The pomp and ceremony may have been premature. Ever since the law’s passage, those same “powerful interest groups” who opposed Dodd-Frank have been trying to prevent it from taking effect. As written, the law delayed implementation of most of its new rules for at least 12 months so regulators would have time to hammer out the finer points of the 2,319-page bill. But that delay has also provided an opening to banks and other financial institutions seeking to defang the law. “Just because we lost that round,” says Cam Fine, president of the Independent Community Bankers of America, which spent $1 million in the first three months of this year to lobby against implementation, “doesn’t mean we just give up. Congress changes its mind all the time.”
snip
The story of this evisceration is largely one of money—the tens of billions of dollars in profits that banks and other financial institutions stand to lose if Dodd-Frank is implemented, and the astonishing sums they’re spending to squash it. The industry paid lobbyists $1.3 billion in 2009 and through the first three months of 2010, according to the Center for Public Integrity, which added up the spending by the 850 businesses and trade groups fighting financial reform. Many of these same businesses are now spending as much money, if not more, to lobby for curbs on the new law.

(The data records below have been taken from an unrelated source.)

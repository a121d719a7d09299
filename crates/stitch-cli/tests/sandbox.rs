//! Script components and pre-render scripts, run through the real
//! `stitch sandbox` subprocess

use std::fs;
use std::path::Path;
use std::process::Command;
use std::time::Duration;

use stitch_engine::component::ComponentDefinition;
use stitch_engine::config::SandboxConfig;
use stitch_engine::{BuildConfig, BuildError, BuildOutcome, SandboxRunner, WorkspaceManager};
use tempfile::TempDir;

const STITCH: &str = env!("CARGO_BIN_EXE_stitch");

fn sandbox_config() -> SandboxConfig {
    SandboxConfig {
        program: STITCH.into(),
        args: vec!["sandbox".to_string()],
        timeout_ms: Some(30_000),
    }
}

fn project(files: &[(&str, &str)]) -> (TempDir, BuildConfig) {
    let dir = tempfile::tempdir().unwrap();
    let src = dir.path().join("src");
    for (name, contents) in files {
        let path = src.join(name);
        fs::create_dir_all(path.parent().unwrap()).unwrap();
        fs::write(path, contents).unwrap();
    }
    let config = BuildConfig::builder()
        .source_dir(&src)
        .target_dir(dir.path().join("dist"))
        .sandbox_program(STITCH)
        .sandbox_args(["sandbox"])
        .sandbox_timeout(Duration::from_secs(30))
        .build();
    (dir, config)
}

fn build(config: &BuildConfig) -> Result<(), BuildError> {
    match smol::block_on(WorkspaceManager::new(config.clone()).build())? {
        BuildOutcome::Built(_) => Ok(()),
        BuildOutcome::Skipped => panic!("build was skipped"),
    }
}

fn output(config: &BuildConfig, name: &str) -> String {
    fs::read_to_string(config.target_dir.join(name)).unwrap()
}

// ============================================================================
// SCRIPT COMPONENTS
// ============================================================================

#[test]
fn test_attribute_passthrough() {
    let (_dir, config) = project(&[
        ("index.html", r#"<data-comp data-name="John" data-age="30"></data-comp>"#),
        (
            "data-comp.com.ts",
            r#"
            const name = element.getAttribute('data-name');
            const age = element.getAttribute('data-age');
            element.innerHTML = `<p>Name: ${name}, Age: ${age}</p>`;
            "#,
        ),
    ]);

    build(&config).unwrap();
    let html = output(&config, "index.html");
    assert!(html.contains("<p>Name: John, Age: 30</p>"), "{html}");
    assert!(!html.contains("data-comp"));
}

#[test]
fn test_script_sees_original_inner_markup() {
    let (_dir, config) = project(&[
        ("index.html", "<wrap-it><em>inner</em></wrap-it>"),
        ("wrap-it.com.ts", "element.innerHTML = '<section>' + element.innerHTML + '</section>';"),
    ]);

    build(&config).unwrap();
    assert!(output(&config, "index.html").contains("<section><em>inner</em></section>"));
}

#[test]
fn test_local_script_overrides_root_script() {
    let (_dir, config) = project(&[
        ("priority-comp.com.ts", "element.innerHTML = '<div>Root TS</div>';"),
        ("section/index.html", "<priority-comp></priority-comp>"),
        ("section/priority-comp.com.ts", "element.innerHTML = '<div>Local TS</div>';"),
    ]);

    build(&config).unwrap();
    let html = output(&config, "section/index.html");
    assert!(html.contains("Local TS"));
    assert!(!html.contains("Root TS"));
}

#[test]
fn test_script_output_is_expanded_further() {
    let (_dir, config) = project(&[
        ("index.html", "<list-items></list-items>"),
        (
            "list-items.com.ts",
            "element.innerHTML = ['a', 'b'].map((x) => `<item-row data-x=\"${x}\"></item-row>`).join('');",
        ),
        ("item-row.com.html", "<li>row</li>"),
    ]);

    build(&config).unwrap();
    let html = output(&config, "index.html");
    assert_eq!(html.matches("<li>row</li>").count(), 2);
}

#[test]
fn test_throwing_script_fails_build() {
    let (_dir, config) = project(&[
        ("index.html", "<boom-comp></boom-comp>"),
        ("boom-comp.com.ts", "throw new Error('component exploded');"),
    ]);

    match build(&config) {
        Err(BuildError::ScriptExecution { path, stderr, .. }) => {
            assert_eq!(path, config.source_dir.join("boom-comp.com.ts"));
            assert!(stderr.contains("component exploded"), "{stderr}");
        }
        other => panic!("expected a script failure, got {other:?}"),
    }
    assert_eq!(
        fs::read_to_string(config.source_dir.join("boom-comp.com.ts")).unwrap(),
        "throw new Error('component exploded');"
    );
}

#[test]
fn test_type_annotations_fail_with_note() {
    let (_dir, config) = project(&[
        ("index.html", "<typed-comp></typed-comp>"),
        ("typed-comp.com.ts", "const label: string = 'x';\nelement.innerHTML = label;"),
    ]);

    let err = build(&config).unwrap_err();
    assert!(matches!(err, BuildError::ScriptExecution { .. }));
    let message = err.to_string();
    assert!(message.contains("SyntaxError"), "{message}");
    assert!(message.contains("TypeScript-only syntax"), "{message}");
    assert!(message.contains(&config.source_dir.join("typed-comp.com.ts").display().to_string()));
}

// ============================================================================
// SOURCE RESTORATION
// ============================================================================

fn render_direct(path: &Path, original: &str, config: &SandboxConfig) -> Result<String, BuildError> {
    let definition = ComponentDefinition::from_path(path).unwrap();
    smol::block_on(SandboxRunner::new(config).render_component(&definition, original))
}

#[test]
fn test_source_restored_after_success() {
    let dir = tempfile::tempdir().unwrap();
    let path = dir.path().join("ok-comp.com.ts");
    let source = "element.innerHTML = '<b>ok</b>';\n";
    fs::write(&path, source).unwrap();

    let markup = render_direct(&path, "<ok-comp></ok-comp>", &sandbox_config()).unwrap();
    assert_eq!(markup, "<b>ok</b>");
    assert_eq!(fs::read(&path).unwrap(), source.as_bytes());
}

#[test]
fn test_source_restored_after_throw() {
    let dir = tempfile::tempdir().unwrap();
    let path = dir.path().join("bad-comp.com.ts");
    let source = "// keep me\nthrow new Error('nope');\n";
    fs::write(&path, source).unwrap();

    let err = render_direct(&path, "<bad-comp></bad-comp>", &sandbox_config()).unwrap_err();
    assert!(matches!(err, BuildError::ScriptExecution { .. }));
    assert_eq!(fs::read(&path).unwrap(), source.as_bytes());
}

#[test]
fn test_source_restored_after_timeout() {
    let dir = tempfile::tempdir().unwrap();
    let path = dir.path().join("spin-comp.com.ts");
    let source = "while (true) {}\n";
    fs::write(&path, source).unwrap();

    let config = SandboxConfig {
        timeout_ms: Some(300),
        ..sandbox_config()
    };
    let err = render_direct(&path, "<spin-comp></spin-comp>", &config).unwrap_err();
    assert!(matches!(err, BuildError::ScriptTimeout { timeout, .. } if timeout == Duration::from_millis(300)));
    assert_eq!(fs::read(&path).unwrap(), source.as_bytes());
}

// ============================================================================
// PRE-RENDER
// ============================================================================

#[test]
fn test_prerender_creates_missing_page() {
    let (_dir, config) = project(&[(
        "index.pre.ts",
        r#"
        const h1 = document.createElement('h1');
        h1.textContent = 'Generated';
        document.body.appendChild(h1);
        document.title = 'Made by script';
        "#,
    )]);

    build(&config).unwrap();
    let html = output(&config, "index.html");
    assert!(html.starts_with("<!doctype html>"));
    assert!(html.contains("<h1>Generated</h1>"));
    assert!(html.contains("<title>Made by script</title>"));
    assert!(!config.target_dir.join("index.pre.ts").exists());
}

#[test]
fn test_prerender_edits_existing_page_before_substitution() {
    let (_dir, config) = project(&[
        ("about.html", "<html><head></head><body><main id=\"app\"></main></body></html>"),
        (
            "about.pre.ts",
            r#"
            const app = document.getElementById('app');
            app.appendChild(document.createElement('site-banner'));
            "#,
        ),
        ("site-banner.com.html", "<header>Banner</header>"),
    ]);

    build(&config).unwrap();
    let html = output(&config, "about.html");
    assert!(html.contains("<main id=\"app\"><header>Banner</header></main>"), "{html}");
}

#[test]
fn test_failing_prerender_aborts_build() {
    let (_dir, config) = project(&[
        ("index.html", "<p>x</p>"),
        ("index.pre.ts", "document.nope.appendChild(1);"),
    ]);

    assert!(matches!(build(&config), Err(BuildError::ScriptExecution { .. })));
    assert!(!config.target_dir.exists());
}

// ============================================================================
// SANDBOX SUBCOMMAND
// ============================================================================

#[test]
fn test_sandbox_subcommand_exit_status() {
    let dir = tempfile::tempdir().unwrap();
    let ok = dir.path().join("ok.js");
    let bad = dir.path().join("bad.js");
    let out = dir.path().join("out.txt");
    fs::write(&ok, format!("__host.writeFile({:?}, 'written');", out.to_str().unwrap())).unwrap();
    fs::write(&bad, "console.log('before'); throw new Error('sandbox failure');").unwrap();

    let status = Command::new(STITCH).arg("sandbox").arg(&ok).status().unwrap();
    assert!(status.success());
    assert_eq!(fs::read_to_string(&out).unwrap(), "written");

    let output = Command::new(STITCH).arg("sandbox").arg(&bad).output().unwrap();
    assert!(!output.status.success());
    let stderr = String::from_utf8_lossy(&output.stderr);
    assert!(stderr.contains("sandbox failure"), "{stderr}");
    assert!(stderr.contains("before"), "{stderr}");
}
#[cfg(test)]
mod tests {
    use super::*;

    fn tags(tree: &DomTree, parent: NodeId) -> Vec<String> {
        tree.children(parent)
            .map(|(id, node)| match node.as_element() {
                Some(_) => tree.tag_name(id).unwrap_or_default().to_string(),
                None => format!("#{}", tree.text_content(id)),
            })
            .collect()
    }

    #[test]
    fn test_append_and_children() {
        let mut tree = DomTree::new();
        let body = tree.create_element("body");
        tree.append_child(tree.root(), body).unwrap();
        let a = tree.create_element("a");
        let b = tree.create_element("b");
        tree.append_child(body, a).unwrap();
        tree.append_child(body, b).unwrap();

        assert_eq!(tags(&tree, body), vec!["a", "b"]);
        assert_eq!(tree.parent(a), Some(body));
        assert_eq!(tree.next_sibling(a), Some(b));
        assert_eq!(tree.prev_sibling(b), Some(a));
    }

    #[test]
    fn test_insert_before_and_after() {
        let mut tree = DomTree::new();
        let div = tree.create_element("div");
        let a = tree.create_element("a");
        let c = tree.create_element("c");
        tree.append_child(div, a).unwrap();
        tree.append_child(div, c).unwrap();

        let b = tree.create_element("b");
        tree.insert_before(div, b, Some(c)).unwrap();
        let d = tree.create_element("d");
        tree.insert_after(div, d, c).unwrap();
        let z = tree.create_element("z");
        tree.insert_before(div, z, Some(a)).unwrap();

        assert_eq!(tags(&tree, div), vec!["z", "a", "b", "c", "d"]);
        assert_eq!(tree.first_child(div), Some(z));
        assert_eq!(tree.last_child(div), Some(d));
    }

    #[test]
    fn test_replace_and_remove() {
        let mut tree = DomTree::new();
        let div = tree.create_element("div");
        let old = tree.create_element("my-comp");
        let after = tree.create_element("p");
        tree.append_child(div, old).unwrap();
        tree.append_child(div, after).unwrap();

        let h1 = tree.create_element("h1");
        assert_eq!(tree.replace_child(div, h1, old).unwrap(), old);
        assert_eq!(tags(&tree, div), vec!["h1", "p"]);
        assert_eq!(tree.parent(old), None);

        tree.remove_child(div, h1).unwrap();
        assert_eq!(tags(&tree, div), vec!["p"]);
        assert_eq!(tree.remove_child(div, h1), Err(DomError::NotAChild));
    }

    #[test]
    fn test_hierarchy_errors() {
        let mut tree = DomTree::new();
        let outer = tree.create_element("div");
        let inner = tree.create_element("span");
        tree.append_child(outer, inner).unwrap();

        assert_eq!(tree.append_child(inner, outer), Err(DomError::HierarchyRequest));
        assert_eq!(tree.append_child(outer, outer), Err(DomError::HierarchyRequest));

        let text = tree.create_text("x");
        let p = tree.create_element("p");
        assert_eq!(tree.append_child(text, p), Err(DomError::InvalidNodeType));
    }

    #[test]
    fn test_moving_node_between_parents() {
        let mut tree = DomTree::new();
        let first = tree.create_element("ul");
        let second = tree.create_element("ol");
        let li = tree.create_element("li");
        tree.append_child(first, li).unwrap();
        tree.append_child(second, li).unwrap();

        assert!(tree.child_ids(first).is_empty());
        assert_eq!(tree.child_ids(second), vec![li]);
    }

    #[test]
    fn test_clone_and_import() {
        let mut tree = DomTree::new();
        let div = tree.create_element_with_attrs("div", [("class", "item")]);
        let text = tree.create_text("Item");
        tree.append_child(div, text).unwrap();

        let shallow = tree.clone_node(div, false).unwrap();
        assert!(tree.child_ids(shallow).is_empty());
        assert_eq!(tree.get_attribute(shallow, "class"), Some("item"));

        let mut other = DomTree::new();
        let imported = other.import_node(&tree, div, true).unwrap();
        assert_eq!(other.text_content(imported), "Item");
        assert_eq!(other.parent(imported), None);
    }

    #[test]
    fn test_text_content() {
        let mut tree = DomTree::new();
        let p = tree.create_element("p");
        let t1 = tree.create_text("Hello ");
        let b = tree.create_element("b");
        let t2 = tree.create_text("World");
        tree.append_child(p, t1).unwrap();
        tree.append_child(p, b).unwrap();
        tree.append_child(b, t2).unwrap();
        assert_eq!(tree.text_content(p), "Hello World");

        tree.set_text_content(p, "Bye").unwrap();
        assert_eq!(tree.child_ids(p).len(), 1);
        assert_eq!(tree.text_content(p), "Bye");

        tree.set_text_content(p, "").unwrap();
        assert!(tree.child_ids(p).is_empty());
    }

    #[test]
    fn test_descendants_order() {
        let mut tree = DomTree::new();
        let a = tree.create_element("a");
        let b = tree.create_element("b");
        let c = tree.create_element("c");
        let d = tree.create_element("d");
        tree.append_child(tree.root(), a).unwrap();
        tree.append_child(a, b).unwrap();
        tree.append_child(b, c).unwrap();
        tree.append_child(a, d).unwrap();

        assert_eq!(tree.descendants(tree.root()), vec![a, b, c, d]);
    }
}
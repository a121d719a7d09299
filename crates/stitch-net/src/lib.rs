//! stitch Networking
//!
//! The dev server's wire layer: HTTP/1.1 request/response framing over
//! smol streams, server-sent event framing, and the reload client hub.

mod http1;
mod reload;
mod sse;

pub use http1::{reason_phrase, HttpVersion, Request, Response};
pub use reload::{ClientId, ReloadHub};
pub use sse::{parse_sse_line, SseEvent};

/// Upper bound on request line + headers
pub const MAX_HEAD_BYTES: usize = 16 * 1024;

/// Result type for wire operations
pub type NetResult<T> = Result<T, NetError>;

/// Network error
#[derive(Debug, thiserror::Error)]
pub enum NetError {
    #[error("I/O error: {0}")]
    Io(#[from] std::io::Error),

    /// Peer closed the connection before sending a request
    #[error("Connection closed")]
    ConnectionClosed,

    #[error("Malformed request: {0}")]
    Malformed(String),

    #[error("Request head exceeds {MAX_HEAD_BYTES} bytes")]
    HeadTooLarge,
}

The Financial Services Roundtable, for instance, is on pace to spend $10 million on lobbying in 2011, based on its spending the first few months of this year. That’s well above the $7.5 million that the trade association, which represents most of the country’s largest financial firms, spent in 2010. The American Bankers Association is expected to beat its $7.5 million spent last year, based on first-quarter-2011 numbers. JPMorgan Chase and Citigroup are on track to match last year’s lobbying spending: $7 million and $5 million, respectively. Wells Fargo, which spent $5 million last year, spent $1.9 million in just the first quarter of this year.
SNIP
Roughly 3,000 lobbyists were engaged in the fight over Dodd-Frank, according to the Center for Public Integrity—more than five lobbyists for every member of Congress. But as popular anger at the banks raged, Dodd-Frank only grew stronger. The consumer-protection agency, for instance, was initially conceived as a five-person commission with limited rule-making authority. In the end, Congress created a strong, independent agency to be run by a director with broad powers.
SNIP....
“Everyone is hiring,” says Talbott. One such firm is Clark Lytle & Geduldig, whose client list has included Talbott’s group and also Goldman Sachs, MasterCard, and the American Banking Association. Clark Lytle is relatively Lilliputian, but it brought in $1.9 million in lobbying fees last year. This year it’s set to book more than $3.3 million.